Sì. E questo lo impone anche la corresponsabilità civica nel come affrontare la ripresa dopo il Coronavirus. Serve un collettore che con buona strategia faccia dialogare i diversi Paesi e la ricerca universitaria che busseranno all’Italia. Un nodo strategico della rete, anche per evitare che si scatenino inutili interventi finanziari a pioggia, ma ben mirati. Insomma, occorre un centro che coordini lo “scivolo tecnologico” e che dia un orizzonte di sistema ai grandi asset del Paese: dalla Pubblica amministrazione alle forze di polizia, dalla grande industria al mondo dell’innovazione sociale. Tenendo presente anche il terzo pilastro, che è la dimensione culturale.

Ecco, su questo aspetto non scontiamo forse un ritardo consistente?
Da quando Torino ha ottenuto l’assegnazione di I3A, io che non sono nessuno mi sono ritrovato a parlarne ovunque, anche in realtà inattese. E vuol dire che c’è grande desiderio di conoscere e di approfondire…

Che cosa ci giochiamo con l’Intelligenza artificiale?
Un po’ tutto, direi. Pensiamoci: l’IA può essere un potente motore di uguaglianza quanto di disuguaglianza. L’IA governa la realtà in maniera automatica, ma sempre in modo più autonomo, per cui può generare maggiore giustizia o profonda ingiustizia. Insomma, ha un potere di inclusione o di esclusione significativo. Per cui, se si basa sui dati che ha – se sono incompleti – è un guaio.

Questo è evidente: il fattore umano resta decisivo.
Sì, ma è evidente fino a un certo punto. E non a tutti, più che altro. La realtà, sovente, non ha dati disponibili su tutto. Pensiamo ai poveri, sovente non rilevati e dunque invisibili. Chi è ancora analogico, in un contesto del genere – gli anziani o comunque tutti coloro esclusi dal digital divide – è come se non esistesse. E dunque l’ingiustizia si trova dietro l’angolo.

Come si potrebbe lavorare con l’IA per renderla maggiormente tech4welfare?
L’IA ha un potere conoscitivo sulla realtà. Quindi è capace di fornire al decisore delle informazioni. Ma quali? Se la uso per scovare anomalie con intelligenza ha un impatto sociale. Pensiamo al riconoscimento facciale: può essere adoperato per scopi non democratici, certamente. Ma può essere un formidabile strumento per accompagnare la didattica di una persona fragile o affetta da disturbi psichici, per cogliere disagi o progressi. Insomma, è la stessa potenza, ma con ben altro impatto…

Tutto questo ha dei costi enormi.
Dovremmo imparare a usare meglio la parola investimenti, dal momento che sono scelte che ci proiettano in avanti. E proprio la consistenza economica deve fornire la cifra della corresponsabilità in gioco. Più una cultura dell’inclusione viene diffusa, più l’economia, la ricerca e la finanza possono lavorare meglio. Con benefici per tutti, anche nel risparmio della allocazione delle risorse.

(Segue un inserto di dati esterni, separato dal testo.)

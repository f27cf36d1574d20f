//! Headless session client.
//!
//! Joins one tutoring session with the real transport and webrtc peer and
//! logs every session event until ctrl-c. Reads `TUTOR_SESSION_ID`,
//! `TUTOR_USER_ID` and `TUTOR_TOKEN`, plus the `SyncConfig::from_env`
//! overrides.

use log::{info, warn};
use std::error::Error;
use std::sync::Arc;
use tokio::sync::broadcast::error::RecvError;

use tutor_sync::{
    build_transport, open_cache, Credential, EngineParts, RtcMediaDevices, RtcPeer, SessionContext, SessionEvent,
    SessionSyncEngine, SharedProfile, SyncConfig,
};

fn required<T: std::str::FromStr>(name: &str) -> Result<T, Box<dyn Error>>
where
    T::Err: Error + 'static,
{
    let raw = std::env::var(name).map_err(|_| format!("{name} is not set"))?;
    Ok(raw.trim().parse::<T>()?)
}

#[tokio::main]
async fn main() -> Result<(), Box<dyn Error>> {
    env_logger::init();

    let config = SyncConfig::from_env()?;
    let ctx = SessionContext {
        session_id: required("TUTOR_SESSION_ID")?,
        local_user: required("TUTOR_USER_ID")?,
        credential: Credential::bearer(required::<String>("TUTOR_TOKEN")?),
    };
    info!(
        "Starting session client for session {} as user {} ({:?} transport)",
        ctx.session_id, ctx.local_user, config.transport
    );

    let (peer, peer_events) = RtcPeer::new(&config.ice_servers).await?;
    let parts = EngineParts {
        transport: build_transport(&config, &ctx)?,
        peer: Arc::new(peer),
        peer_events: Some(peer_events),
        media: Arc::new(RtcMediaDevices::new(format!("session-{}", ctx.session_id))),
        cache: open_cache(&config)?,
    };

    let profile = SharedProfile::new();
    let local_user = ctx.local_user;
    let engine = SessionSyncEngine::new(ctx, &config, parts).with_credit_sink(Arc::new(profile.clone()));
    let handle = engine.spawn();
    let mut events = handle.subscribe();

    loop {
        tokio::select! {
            _ = tokio::signal::ctrl_c() => {
                info!("Interrupted, leaving session");
                break;
            }
            event = events.recv() => match event {
                Ok(SessionEvent::SessionEnded { ended_by, summary }) => {
                    info!("Session ended by {ended_by:?}: {summary:?}");
                    if let Some(credits) = profile.credits(local_user) {
                        info!("Balance: {credits:.2}");
                    }
                    break;
                }
                Ok(event) => info!("{event:?}"),
                Err(RecvError::Lagged(skipped)) => warn!("Event log skipped {skipped} events"),
                Err(RecvError::Closed) => break,
            },
        }
    }

    handle.shutdown().await?;
    Ok(())
}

Serve maggiore interdisciplinarità? Che può fare Torino Social Impact?
La contaminazione tra i saperi è la strada migliore per crescere nel villaggio globale. Lo vedo quando metto vicini studenti di università diverse, sboccia un confronto assolutamente fecondo. Se Torino Social Impact favorisce questo dialogo è importantissimo. Serve a eliminare le barriere della autoreferenzialità. Cosicché la transizione digitale diventa utile sia per l’industria sia per il terzo settore. In maniera più ampia.

Torino ha le carte in regola per questo percorso?
Sì. Perché ha una contaminazione ottimale sul territorio. Vanta un tessuto accademico adatto non solo per la qualità della ricerca, ma anche per la quantità di laureati in questo settore, diverse centinaia ogni anno. Ha poi una configurazione del sistema produttivo estremamente ampia, dall’agrifood all’aerospazio alla meccatronica. Cioè esiste la capacità di “messa a terra” sostanzialmente su tutto. Ed esiste al contempo una cultura della sperimentazione sociale. Per cui tutto questo può avvenire meglio che altrove, con una scalabilità particolarmente interessante per applicazioni in tutta Italia.